Movie Review: The Resistance, a Chinese movie from 2011!
Chinese movies are very rare to find on worldwide DVD marketing, most of the time one finds Asian movies from Hong Kong, South Korea, and Japan. But those Chinese movies that do come out to the world make a strong impact to the audience, for instance "Still Life", "Beijing Bicycle" and "Shanghai Triad". The Resistance made an impact with a different style of movie, a story plot from a samurai movie, but setting takes place during World War II. Directed by the 32nd generation shaolin monk Peng Zhang Li, who became a movie director and actor tells a story of revenge, genocide, and protection of a young peasant girl who must choose between death or resistance.
Story:
In 1937, the Japanese imperial army launch an occupation attack on south China.
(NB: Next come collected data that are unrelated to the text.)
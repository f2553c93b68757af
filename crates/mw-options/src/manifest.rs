//! World manifests: TOML descriptions of games and their options.
//!
//! ```toml
//! failed = ["Some Broken Game"]
//!
//! [[game]]
//! name = "Example"
//!
//! [[game.option]]
//! kind = "choice"
//! key = "goal"
//! choices = ["boss", "collect"]
//! default = "boss"
//! ```

use std::path::Path;

use indexmap::IndexMap;
use serde::Deserialize;

use crate::error::ManifestError;
use crate::kinds::{Choice, FreeText, ItemCounter, ItemList, ItemSet, Passthrough, Range, Toggle};
use crate::option::GameOption;
use crate::plando::PlandoCapability;

/// Top level of a world manifest file.
#[derive(Debug, Clone, Deserialize)]
pub struct WorldManifest {
    #[serde(default, rename = "game")]
    pub games: Vec<GameManifest>,

    /// Games known to exist but which failed to load.
    #[serde(default)]
    pub failed: Vec<String>,
}

/// One game and its declared options.
#[derive(Debug, Clone, Deserialize)]
pub struct GameManifest {
    pub name: String,

    #[serde(default, rename = "option")]
    pub options: Vec<OptionSpec>,
}

/// Declarative option definition.
#[derive(Debug, Clone, Deserialize)]
#[serde(tag = "kind", rename_all = "snake_case")]
pub enum OptionSpec {
    Toggle {
        key: String,
        #[serde(default)]
        default: bool,
    },
    Choice {
        key: String,
        choices: Vec<String>,
        #[serde(default)]
        aliases: IndexMap<String, String>,
        default: Option<String>,
    },
    Range {
        key: String,
        min: i64,
        max: i64,
        default: Option<i64>,
        #[serde(default)]
        special: IndexMap<String, i64>,
    },
    FreeText {
        key: String,
        #[serde(default)]
        default: String,
    },
    ItemList {
        key: String,
        valid_keys: Option<Vec<String>>,
    },
    ItemSet {
        key: String,
        valid_keys: Option<Vec<String>>,
    },
    ItemCounter {
        key: String,
        valid_keys: Option<Vec<String>>,
    },
    Passthrough {
        key: String,
        plando: Option<PlandoCapability>,
    },
}

impl WorldManifest {
    pub fn parse(content: &str) -> Result<Self, ManifestError> {
        Ok(toml::from_str(content)?)
    }

    pub fn load(path: &Path) -> Result<Self, ManifestError> {
        let content = std::fs::read_to_string(path).map_err(|source| ManifestError::Io {
            path: path.to_path_buf(),
            source,
        })?;
        Self::parse(&content)
    }
}

impl OptionSpec {
    pub fn key(&self) -> &str {
        match self {
            OptionSpec::Toggle { key, .. }
            | OptionSpec::Choice { key, .. }
            | OptionSpec::Range { key, .. }
            | OptionSpec::FreeText { key, .. }
            | OptionSpec::ItemList { key, .. }
            | OptionSpec::ItemSet { key, .. }
            | OptionSpec::ItemCounter { key, .. }
            | OptionSpec::Passthrough { key, .. } => key,
        }
    }

    /// Validate the definition and build the option.
    pub fn build(self, game: &str) -> Result<Box<dyn GameOption>, ManifestError> {
        let invalid = |key: &str, reason: &str| ManifestError::InvalidOption {
            game: game.to_string(),
            key: key.to_string(),
            reason: reason.to_string(),
        };

        let option: Box<dyn GameOption> = match self {
            OptionSpec::Toggle { key, default } => Box::new(Toggle { key, default }),
            OptionSpec::Choice { key, choices, aliases, default } => {
                if choices.is_empty() {
                    return Err(invalid(&key, "choice needs at least one option"));
                }
                let default = default.unwrap_or_else(|| choices[0].clone());
                if !choices.contains(&default) {
                    return Err(invalid(&key, "default is not one of the choices"));
                }
                if let Some((alias, _)) = aliases.iter().find(|(_, target)| !choices.contains(target)) {
                    return Err(invalid(&key, format!("alias {} targets an unknown choice", alias).as_str()));
                }
                Box::new(Choice { key, choices, aliases, default })
            }
            OptionSpec::Range { key, min, max, default, special } => {
                if min > max {
                    return Err(invalid(&key, "min is greater than max"));
                }
                let default = default.unwrap_or(min);
                if default < min || default > max {
                    return Err(invalid(&key, "default is outside [min, max]"));
                }
                Box::new(Range { key, min, max, default, special })
            }
            OptionSpec::FreeText { key, default } => Box::new(FreeText { key, default }),
            OptionSpec::ItemList { key, valid_keys } => Box::new(ItemList { key, valid_keys }),
            OptionSpec::ItemSet { key, valid_keys } => Box::new(ItemSet { key, valid_keys }),
            OptionSpec::ItemCounter { key, valid_keys } => Box::new(ItemCounter { key, valid_keys }),
            OptionSpec::Passthrough { key, plando } => Box::new(Passthrough { key, plando }),
        };
        Ok(option)
    }
}

#[cfg(test)]
mod tests {
    use super::*;

    const SAMPLE: &str = r#"
failed = ["Broken Game"]

[[game]]
name = "Example"

[[game.option]]
kind = "choice"
key = "goal"
choices = ["boss", "collect"]

[[game.option]]
kind = "range"
key = "stars"
min = 1
max = 7
default = 3
special = { all = 7 }

[[game.option]]
kind = "passthrough"
key = "plando_bosses"
plando = "bosses"
"#;

    #[test]
    fn test_parse_manifest() {
        let manifest = WorldManifest::parse(SAMPLE).unwrap();
        assert_eq!(manifest.failed, vec!["Broken Game".to_string()]);
        assert_eq!(manifest.games.len(), 1);
        let keys: Vec<&str> = manifest.games[0].options.iter().map(|o| o.key()).collect();
        assert_eq!(keys, vec!["goal", "stars", "plando_bosses"]);
    }

    #[test]
    fn test_choice_default_is_first() {
        let manifest = WorldManifest::parse(SAMPLE).unwrap();
        let option = manifest.games[0].options[0].clone().build("Example").unwrap();
        assert_eq!(option.default_value(), serde_json::json!("boss"));
    }

    #[test]
    fn test_invalid_range_rejected() {
        let spec = OptionSpec::Range {
            key: "stars".into(),
            min: 5,
            max: 1,
            default: None,
            special: IndexMap::new(),
        };
        let err = spec.build("Example").unwrap_err();
        assert!(err.to_string().contains("min is greater than max"));
    }

    #[test]
    fn test_unknown_kind_rejected() {
        let bad = "[[game]]\nname = \"X\"\n[[game.option]]\nkind = \"slider\"\nkey = \"k\"\n";
        assert!(matches!(WorldManifest::parse(bad), Err(ManifestError::Parse(_))));
    }
}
A ruthless general by the name of Takeshi (Peng Zhang Li) is the conqueror of the south east Chinese state Shichen, and brutally execute the peasants living there. One of the victims is Xaioyun (Hu Sang) who survived the invasion attack on her family. Three years later she return to the City of Shichen, she is now part of the Chinese resistance group lead by Chen (Zhao Jun Long) and General Takeshi has signed a deal with the German Nazi commander Schultz (Johan Karlberg), now the Axis is working side by side. However there is one new comer to the city, an assassin dress head to toe in black and has murdered over 1500 Japanese soldiers, and the next target is the general himself, the assassin is called "the Black Dress Killer". The general order the towns people to capture the killer and bring him/her to the general or the city will be burned down. Meanwhile the Chinese resistance group manage to rescue an American journalist who call himself Steven (Jeremy Marr Williams), he reveal to the resistance and Xiaoyun that the Americans don't know what is happening in Shichen and he must return to report to his country. Now Xiaoyun has two options, one is to help the America escape China, or two help the resistance to avenge the general...
Reception:
The Resistance was released in November 10th in 2011, and got special screened at Cannes Film Festival 2012, and early 2013 it was released on DVD worldwide.
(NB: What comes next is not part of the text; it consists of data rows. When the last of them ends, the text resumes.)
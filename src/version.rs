//! Generator version and `requires.version` comparison.

use std::cmp::Ordering;
use std::fmt;

/// Version of this generator, checked against `requires.version`.
pub const GENERATOR_VERSION: &str = env!("CARGO_PKG_VERSION");

/// Key stamped into a document copy when triggers are applied.
pub const GENERATOR_VERSION_KEY: &str = "_Generator_Version";

/// Dotted numeric version such as `0.6.1`.
#[derive(Debug, Clone, PartialEq, Eq)]
pub struct Version(Vec<u32>);

impl Version {
    /// Parse a dotted version, ignoring non-numeric segments.
    pub fn parse(text: &str) -> Self {
        Version(
            text.trim()
                .split('.')
                .filter_map(|s| s.trim().parse::<u32>().ok())
                .collect(),
        )
    }

    pub fn current() -> Self {
        Self::parse(GENERATOR_VERSION)
    }
}

impl Ord for Version {
    fn cmp(&self, other: &Self) -> Ordering {
        for (a, b) in self.0.iter().zip(other.0.iter()) {
            match a.cmp(b) {
                Ordering::Equal => continue,
                other => return other,
            }
        }
        self.0.len().cmp(&other.0.len())
    }
}

impl PartialOrd for Version {
    fn partial_cmp(&self, other: &Self) -> Option<Ordering> {
        Some(self.cmp(other))
    }
}

impl fmt::Display for Version {
    fn fmt(&self, f: &mut fmt::Formatter<'_>) -> fmt::Result {
        let parts: Vec<String> = self.0.iter().map(u32::to_string).collect();
        f.write_str(&parts.join("."))
    }
}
In USA the movie was successful, best seller in several shops and in Comic Con it was 6th place of 20 in the top hot sales list.
However in the U.K. The critics were very harsh on the film, the NEO magazine gave it 2/5. And most complaints was it wasn't a war film. Also the CGI effect on the U.K. DVD is different from the American DVD.
DVD comparison:
With a free region DVD player, I bought both the U.K. version and USA version, and they are different.
The U.K. opening starts with CGI blood text and old documentary footage while blood is coming out of the pictures, but in the USA opening starts the old video footage freezes and white text is coming into the screen that explains the history.
The blood CGI is different also, in the U.K. Blood CGI is bobble blood (which was also used in Mortal Kombat X) but in the USA blood CGI is more realistic and sometimes the blood spit on the camera.
The colors in the U.K. are at present time blue grey scaled, past time when it's good green grey scaled, past time that is bad is red grey scaled. In the USA version the color is allways brown grey scaled no matter time line.
And one scene is different, in the U.K. when the Japanese Sergant capture some of the Chinese resistance, the light turns of by the black dress killer, and we see all soldiers panic and shoot everywhere, we even see two shots that miss the black dress killer. But in the USA, it's not the soldiers that panic, instead we see the Sergant panic and he see four of his soldiers get killed one by one.
Overall:
The movie is brilliant for its time, use only CGI when it's necessary, filmed in beautiful location of Tao Hua Dao Islands near Taiwan, and real set and props in the scenes, real village, real emperor palace, and with a plot that tells the history differently. It's unique to tell the history of World War II in a samurai style instead of what we are use too. Instead of soldiers and bunkers and explosion like "Saving Private Ryan", we see soldiers with ninja fighters against a resistance group with the same disappearing skill and Kung fu, and the black dress killer, same style as Zorro but with two blades and not a sword. I will recommend this movie for those who are fans samurai films and ninja adventure and those who are interested in a new story telling of World War II.